Commonwealth v. Fellows

Mjr. Chief Justice Mitchell,

dissenting:

I would affirm this judgment. There is not the slightest doubt about the guilt of the appellant or the degree of it. Even his counsel, who come here under their professional obligation to take the most favorable view of their client’s case, have nothing to offer but a technicality, which in my opinion is not sound even technically.

It is true that the statute enacts that the jury if they find a person indicted guilty shall “ascertain in their verdict whether it be murder of the first or second degree,” but they are to “ ascertain,” i. e., to decide and declare, that fact, just as they do the other facts in the case, in accordance with their oath to render “ a true verdict according to the evidence. ” In the present case the only verdict the evidence would justify, was, as the judge instructed the jury, either murder of the first degree or not guilty. The jury had the power to render a different verdict, just as they had the power to find the prisoner guilty of assault only, but I cannot be convinced that it was reversible error for the judge to omit to tell them that they had the power, if they chose, to disregard their duty and violate their oaths by a verdict which no view of the evidence would *302sanction. It is well settled-that where the evidence does not justify a verdict of manslaughter it is not error to omit to charge the jury on that grade of homicide : Brown v. Com. 76 Pa. 319 (339); Clark v. Com. 123 Pa. 555 (575); Com. v. Crossmire, 156 Pa. 304; Com. v. Buccieri, 153 Pa. 535. I am unable to see why the distinction between the degrees of the highest form of homicide, murder, should have any greater sanctity to disregard the binding force of the evidence. There are some strong expressions in the cases on the duty of the court to leave this question to the -jury, but they should be understood as referring to the right of the jury to. decide the facts, according to the law and the evidence, where the evidence admits of an issue of fact. Where the evidence raises no such issue but points to only one alternative conclusion of murder of the first degree or not guilty at all, I can see no difference of duty either in court or jury between trials for murder or for any other crime.

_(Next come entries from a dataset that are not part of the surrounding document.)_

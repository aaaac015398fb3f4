//! A [`MemoryStore`] wrapper that injects storage faults for service tests.

use uuid::Uuid;

use crate::{
  document::{Document, DocumentPatch, NewDocument},
  interview::{Interview, InterviewPatch, NewInterview},
  memory::MemoryStore,
  message::{Message, NewMessage},
  store::{
    DocumentRepository, InterviewRepository, MessageRepository, Repository,
    TakeRepository, UserRepository,
  },
  take::{NewTake, Take, TakeStage},
  user::{NewUser, User},
};

#[derive(Debug, Clone, Copy, PartialEq, Eq)]
pub enum Fault {
  /// Every operation fails.
  FailAll,
  /// Updates and deletes find their row already gone, as if a concurrent
  /// request removed it right after the access check.
  VanishOnWrite,
}

#[derive(Debug, thiserror::Error)]
#[error("simulated storage outage")]
pub struct Outage;

/// Shares tables with the wrapped [`MemoryStore`], so fixtures can be built
/// through a fault-free clone.
pub struct FlakyStore {
  inner: MemoryStore,
  fault: Fault,
}

impl FlakyStore {
  pub fn new(inner: MemoryStore, fault: Fault) -> Self { Self { inner, fault } }

  fn check(&self) -> Result<(), Outage> {
    match self.fault {
      Fault::FailAll => Err(Outage),
      Fault::VanishOnWrite => Ok(()),
    }
  }

  fn vanishes(&self) -> bool { self.fault == Fault::VanishOnWrite }
}

impl Repository for FlakyStore {
  type Error = Outage;
}

impl UserRepository for FlakyStore {
  async fn get_user(&self, id: Uuid) -> Result<Option<User>, Outage> {
    self.check()?;
    let Ok(user) = self.inner.get_user(id).await;
    Ok(user)
  }

  async fn get_user_by_external_id(
    &self,
    external_id: String,
  ) -> Result<Option<User>, Outage> {
    self.check()?;
    let Ok(user) = self.inner.get_user_by_external_id(external_id).await;
    Ok(user)
  }

  async fn create_user(&self, input: NewUser) -> Result<User, Outage> {
    self.check()?;
    let Ok(user) = self.inner.create_user(input).await;
    Ok(user)
  }
}

impl InterviewRepository for FlakyStore {
  async fn get_interview(&self, id: Uuid) -> Result<Option<Interview>, Outage> {
    self.check()?;
    let Ok(interview) = self.inner.get_interview(id).await;
    Ok(interview)
  }

  async fn list_interviews_by_user(
    &self,
    owner_user_id: Uuid,
  ) -> Result<Vec<Interview>, Outage> {
    self.check()?;
    let Ok(interviews) = self.inner.list_interviews_by_user(owner_user_id).await;
    Ok(interviews)
  }

  async fn create_interview(&self, input: NewInterview) -> Result<Interview, Outage> {
    self.check()?;
    let Ok(interview) = self.inner.create_interview(input).await;
    Ok(interview)
  }

  async fn update_interview(
    &self,
    id: Uuid,
    patch: InterviewPatch,
  ) -> Result<Option<Interview>, Outage> {
    self.check()?;
    if self.vanishes() {
      let Ok(_) = self.inner.delete_interview(id).await;
    }
    let Ok(interview) = self.inner.update_interview(id, patch).await;
    Ok(interview)
  }

  async fn delete_interview(&self, id: Uuid) -> Result<bool, Outage> {
    self.check()?;
    if self.vanishes() {
      let Ok(_) = self.inner.delete_interview(id).await;
    }
    let Ok(removed) = self.inner.delete_interview(id).await;
    Ok(removed)
  }
}

impl DocumentRepository for FlakyStore {
  async fn get_document(&self, id: Uuid) -> Result<Option<Document>, Outage> {
    self.check()?;
    let Ok(document) = self.inner.get_document(id).await;
    Ok(document)
  }

  async fn list_documents_by_interview(
    &self,
    interview_id: Uuid,
  ) -> Result<Vec<Document>, Outage> {
    self.check()?;
    let Ok(documents) = self.inner.list_documents_by_interview(interview_id).await;
    Ok(documents)
  }

  async fn create_document(&self, input: NewDocument) -> Result<Document, Outage> {
    self.check()?;
    let Ok(document) = self.inner.create_document(input).await;
    Ok(document)
  }

  async fn update_document(
    &self,
    id: Uuid,
    patch: DocumentPatch,
  ) -> Result<Option<Document>, Outage> {
    self.check()?;
    if self.vanishes() {
      let Ok(_) = self.inner.delete_document(id).await;
    }
    let Ok(document) = self.inner.update_document(id, patch).await;
    Ok(document)
  }

  async fn delete_document(&self, id: Uuid) -> Result<bool, Outage> {
    self.check()?;
    if self.vanishes() {
      let Ok(_) = self.inner.delete_document(id).await;
    }
    let Ok(removed) = self.inner.delete_document(id).await;
    Ok(removed)
  }
}

impl TakeRepository for FlakyStore {
  async fn get_take(&self, id: Uuid) -> Result<Option<Take>, Outage> {
    self.check()?;
    let Ok(take) = self.inner.get_take(id).await;
    Ok(take)
  }

  async fn list_takes_by_interview(
    &self,
    interview_id: Uuid,
  ) -> Result<Vec<Take>, Outage> {
    self.check()?;
    let Ok(takes) = self.inner.list_takes_by_interview(interview_id).await;
    Ok(takes)
  }

  async fn create_take(&self, input: NewTake) -> Result<Take, Outage> {
    self.check()?;
    let Ok(take) = self.inner.create_take(input).await;
    Ok(take)
  }

  async fn update_take_stage(
    &self,
    id: Uuid,
    stage: TakeStage,
  ) -> Result<Option<Take>, Outage> {
    self.check()?;
    if self.vanishes() {
      // No take-level delete; dropping the parent interview cascades.
      let Ok(take) = self.inner.get_take(id).await;
      if let Some(take) = take {
        let Ok(_) = self.inner.delete_interview(take.interview_id).await;
      }
    }
    let Ok(take) = self.inner.update_take_stage(id, stage).await;
    Ok(take)
  }
}

impl MessageRepository for FlakyStore {
  async fn list_messages_by_take(&self, take_id: Uuid) -> Result<Vec<Message>, Outage> {
    self.check()?;
    let Ok(messages) = self.inner.list_messages_by_take(take_id).await;
    Ok(messages)
  }

  async fn create_message(&self, input: NewMessage) -> Result<Message, Outage> {
    self.check()?;
    let Ok(message) = self.inner.create_message(input).await;
    Ok(message)
  }
}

On the contrary, in Shaffner v. Com., 72 Pa. 60, the judge charged the jury, “if the prisoner is guilty there can be no difficulty in ascertaining the degree for being by poison it must be in the first degree if purposely administered; . . . . if you are convinced that he is guilty of the crime, it is murder of the first degree as declared by the act of assembly, and it is your duty to say so without regard to the consequences to the prisoner.” This was held not to be error. And in McMeen v. Com., 114 Pa. 300, the charge was: “ If you find the defendant sent the poison to his wife with the intent to take her life, then the law says it is murder in the first degree and you should say so in your verdict.” This again was held not to be error. The distinction between these instructions to the jury and that given in the present case, is altogether too illusory and unsubstantial to be worthy of countenance by a court administering law and justice in a case of serious crime.